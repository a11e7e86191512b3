// Search input box
//
// Renders the query with the terminal cursor parked after the last character.
// Long queries scroll so the end stays visible.

use super::formatters::tail_to_width;
use crate::tui::traits::RenderContext;
use ratatui::{
    layout::{Position, Rect},
    style::Style,
    text::Line,
    widgets::{Block, Borders, Paragraph},
    Frame,
};
use unicode_width::UnicodeWidthStr;

/// Render the input box for `query`
///
/// `debouncing` adds a marker while a typed query has not been sent yet.
pub fn render(f: &mut Frame, area: Rect, query: &str, debouncing: bool, ctx: &RenderContext) {
    let theme = ctx.theme;
    let inner_width = area.width.saturating_sub(3) as usize;
    let visible = tail_to_width(query, inner_width);

    let mut block = Block::default()
        .borders(Borders::ALL)
        .border_type(theme.border_type)
        .border_style(Style::default().fg(theme.highlight))
        .title(" Search ");
    if debouncing {
        block = block.title_top(
            Line::styled(" … ", Style::default().fg(theme.muted)).right_aligned(),
        );
    }

    let input = Paragraph::new(format!(" {}", visible))
        .style(Style::default().fg(theme.foreground))
        .block(block);
    f.render_widget(input, area);

    // Border + leading space
    let cursor_x = area.x + 2 + visible.width() as u16;
    let cursor_y = area.y + 1;
    if cursor_x < area.right().saturating_sub(1) && cursor_y < area.bottom() {
        f.set_cursor_position(Position::new(cursor_x, cursor_y));
    }
}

*Try it:* Select and copy every line of the listing with the word "debouncing".

*Solution to this exercise:*
/// `debouncing` adds a marker while a typed query has not been sent yet.
pub fn render(f: &mut Frame, area: Rect, query: &str, debouncing: bool, ctx: &RenderContext) {
    if debouncing {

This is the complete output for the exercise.